Source material:
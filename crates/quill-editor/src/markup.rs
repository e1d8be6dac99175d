//! Small helpers for the HTML-like markup documents are stored in.

/// Escape text so it renders literally inside markup.
pub fn escape_text(text: &str) -> String {
    let mut out = String::with_capacity(text.len());
    for ch in text.chars() {
        match ch {
            '&' => out.push_str("&amp;"),
            '<' => out.push_str("&lt;"),
            '>' => out.push_str("&gt;"),
            _ => out.push(ch),
        }
    }
    out
}

pub fn escape_attr(value: &str) -> String {
    escape_text(value).replace('"', "&quot;")
}

/// Plain text as markup: escaped, with line breaks kept as `<br>`.
pub fn text_to_markup(text: &str) -> String {
    escape_text(&text.replace("\r\n", "\n")).replace('\n', "<br>")
}

/// Visible text of a markup fragment. Tags are dropped, `<br>` and the end of
/// block elements become newlines, and common entities are decoded.
pub fn markup_to_text(markup: &str) -> String {
    let mut out = String::with_capacity(markup.len());
    let mut chars = markup.chars();

    while let Some(ch) = chars.next() {
        if ch != '<' {
            out.push(ch);
            continue;
        }

        let mut tag = String::new();
        for c in chars.by_ref() {
            if c == '>' {
                break;
            }
            tag.push(c);
        }

        let closing = tag.starts_with('/');
        let name = tag_name(&tag);

        let breaks = match name.as_str() {
            "br" => true,
            "p" | "div" | "li" | "h1" | "h2" | "h3" | "h4" | "h5" | "h6" => closing,
            _ => false,
        };
        if breaks {
            out.push('\n');
        }
    }

    decode_entities(&out)
}

fn decode_entities(text: &str) -> String {
    if !text.contains('&') {
        return text.to_string();
    }

    let mut out = String::with_capacity(text.len());
    let mut rest = text;
    while let Some(idx) = rest.find('&') {
        out.push_str(&rest[..idx]);
        rest = &rest[idx..];

        let decoded = rest.find(';').filter(|&end| end <= 8).and_then(|end| {
            let ch = match &rest[1..end] {
                "amp" => '&',
                "lt" => '<',
                "gt" => '>',
                "quot" => '"',
                "#39" | "apos" => '\'',
                "nbsp" => '\u{a0}',
                _ => return None,
            };
            Some((ch, end + 1))
        });

        match decoded {
            Some((ch, consumed)) => {
                out.push(ch);
                rest = &rest[consumed..];
            }
            None => {
                out.push('&');
                rest = &rest[1..];
            }
        }
    }
    out.push_str(rest);
    out
}

/// Lower-cased element name of a tag, with or without its angle brackets.
fn tag_name(tag: &str) -> String {
    tag.trim_start_matches('<')
        .trim_start_matches('/')
        .chars()
        .take_while(|c| c.is_ascii_alphanumeric())
        .collect::<String>()
        .to_ascii_lowercase()
}

const VOID_ELEMENTS: &[&str] = &["br", "hr", "img", "input", "wbr"];

/// The tags of `fragment` whose element reaches outside it, in order.
///
/// Elements opened and closed inside the fragment are dropped along with
/// void elements. What is left is the closing tags of elements that began
/// before the fragment followed by the opening tags of elements that end
/// after it. Putting these back in place of a deleted fragment keeps the
/// surrounding markup balanced.
pub fn boundary_tags(fragment: &str) -> String {
    let mut tags: Vec<Option<&str>> = Vec::new();
    let mut open: Vec<(usize, String)> = Vec::new();
    let mut rest = fragment;

    while let Some(start) = rest.find('<') {
        let Some(len) = rest[start..].find('>') else {
            break;
        };
        let tag = &rest[start..start + len + 1];
        rest = &rest[start + len + 1..];

        let name = tag_name(tag);
        if name.is_empty() || VOID_ELEMENTS.contains(&name.as_str()) || tag.ends_with("/>") {
            continue;
        }

        if tag.starts_with("</") {
            match open.last() {
                Some((idx, top)) if *top == name => {
                    tags[*idx] = None;
                    open.pop();
                }
                _ => tags.push(Some(tag)),
            }
        } else {
            open.push((tags.len(), name));
            tags.push(Some(tag));
        }
    }

    tags.into_iter().flatten().collect()
}

/// True if `offset` falls between a `<` and its closing `>`.
pub fn is_inside_tag(markup: &str, offset: usize) -> bool {
    let head = &markup[..offset.min(markup.len())];
    match (head.rfind('<'), head.rfind('>')) {
        (Some(open), Some(close)) => open > close,
        (Some(_), None) => true,
        _ => false,
    }
}

pub fn word_count(text: &str) -> usize {
    text.split_whitespace().count()
}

Your assignment:
Output the complete data verbatim.

Result of this exercise:
filename crates/quill-editor/src/markup.rs
repository e1d8be6dac99175d
//! Small helpers for the HTML-like markup documents are stored in.

/// Escape text so it renders literally inside markup.
pub fn escape_text(text: &str) -> String {
    let mut out = String::with_capacity(text.len());
    for ch in text.chars() {
        match ch {
            '&' => out.push_str("&amp;"),
            '<' => out.push_str("&lt;"),
            '>' => out.push_str("&gt;"),
            _ => out.push(ch),
        }
    }
    out
}

pub fn escape_attr(value: &str) -> String {
    escape_text(value).replace('"', "&quot;")
}

/// Plain text as markup: escaped, with line breaks kept as `<br>`.
pub fn text_to_markup(text: &str) -> String {
    escape_text(&text.replace("\r\n", "\n")).replace('\n', "<br>")
}

/// Visible text of a markup fragment. Tags are dropped, `<br>` and the end of
/// block elements become newlines, and common entities are decoded.
pub fn markup_to_text(markup: &str) -> String {
    let mut out = String::with_capacity(markup.len());
    let mut chars = markup.chars();

    while let Some(ch) = chars.next() {
        if ch != '<' {
            out.push(ch);
            continue;
        }

        let mut tag = String::new();
        for c in chars.by_ref() {
            if c == '>' {
                break;
            }
            tag.push(c);
        }

        let closing = tag.starts_with('/');
        let name = tag_name(&tag);

        let breaks = match name.as_str() {
            "br" => true,
            "p" | "div" | "li" | "h1" | "h2" | "h3" | "h4" | "h5" | "h6" => closing,
            _ => false,
        };
        if breaks {
            out.push('\n');
        }
    }

    decode_entities(&out)
}

fn decode_entities(text: &str) -> String {
    if !text.contains('&') {
        return text.to_string();
    }

    let mut out = String::with_capacity(text.len());
    let mut rest = text;
    while let Some(idx) = rest.find('&') {
        out.push_str(&rest[..idx]);
        rest = &rest[idx..];

        let decoded = rest.find(';').filter(|&end| end <= 8).and_then(|end| {
            let ch = match &rest[1..end] {
                "amp" => '&',
                "lt" => '<',
                "gt" => '>',
                "quot" => '"',
                "#39" | "apos" => '\'',
                "nbsp" => '\u{a0}',
                _ => return None,
            };
            Some((ch, end + 1))
        });

        match decoded {
            Some((ch, consumed)) => {
                out.push(ch);
                rest = &rest[consumed..];
            }
            None => {
                out.push('&');
                rest = &rest[1..];
            }
        }
    }
    out.push_str(rest);
    out
}

/// Lower-cased element name of a tag, with or without its angle brackets.
fn tag_name(tag: &str) -> String {
    tag.trim_start_matches('<')
        .trim_start_matches('/')
        .chars()
        .take_while(|c| c.is_ascii_alphanumeric())
        .collect::<String>()
        .to_ascii_lowercase()
}

const VOID_ELEMENTS: &[&str] = &["br", "hr", "img", "input", "wbr"];

/// The tags of `fragment` whose element reaches outside it, in order.
///
/// Elements opened and closed inside the fragment are dropped along with
/// void elements. What is left is the closing tags of elements that began
/// before the fragment followed by the opening tags of elements that end
/// after it. Putting these back in place of a deleted fragment keeps the
/// surrounding markup balanced.
pub fn boundary_tags(fragment: &str) -> String {
    let mut tags: Vec<Option<&str>> = Vec::new();
    let mut open: Vec<(usize, String)> = Vec::new();
    let mut rest = fragment;

    while let Some(start) = rest.find('<') {
        let Some(len) = rest[start..].find('>') else {
            break;
        };
        let tag = &rest[start..start + len + 1];
        rest = &rest[start + len + 1..];

        let name = tag_name(tag);
        if name.is_empty() || VOID_ELEMENTS.contains(&name.as_str()) || tag.ends_with("/>") {
            continue;
        }

        if tag.starts_with("</") {
            match open.last() {
                Some((idx, top)) if *top == name => {
                    tags[*idx] = None;
                    open.pop();
                }
                _ => tags.push(Some(tag)),
            }
        } else {
            open.push((tags.len(), name));
            tags.push(Some(tag));
        }
    }

    tags.into_iter().flatten().collect()
}

/// True if `offset` falls between a `<` and its closing `>`.
pub fn is_inside_tag(markup: &str, offset: usize) -> bool {
    let head = &markup[..offset.min(markup.len())];
    match (head.rfind('<'), head.rfind('>')) {
        (Some(open), Some(close)) => open > close,
        (Some(_), None) => true,
        _ => false,
    }
}

pub fn word_count(text: &str) -> usize {
    text.split_whitespace().count()
}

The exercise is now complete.